- DATA SECTION -
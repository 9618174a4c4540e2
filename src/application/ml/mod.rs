pub mod predictor;
pub mod trainer;

pub use predictor::Predictor;
pub use trainer::{Trainer, TrainingConfig, TrainingOutcome};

- EXERCISE GOAL -
Whatever appears in the material must be set down again, word for word.

- ANSWER TO THIS EXERCISE -
repository 9618174a4c4540e2
filename src/application/ml/mod.rs
pub mod predictor;
pub mod trainer;

pub use predictor::Predictor;
pub use trainer::{Trainer, TrainingConfig, TrainingOutcome};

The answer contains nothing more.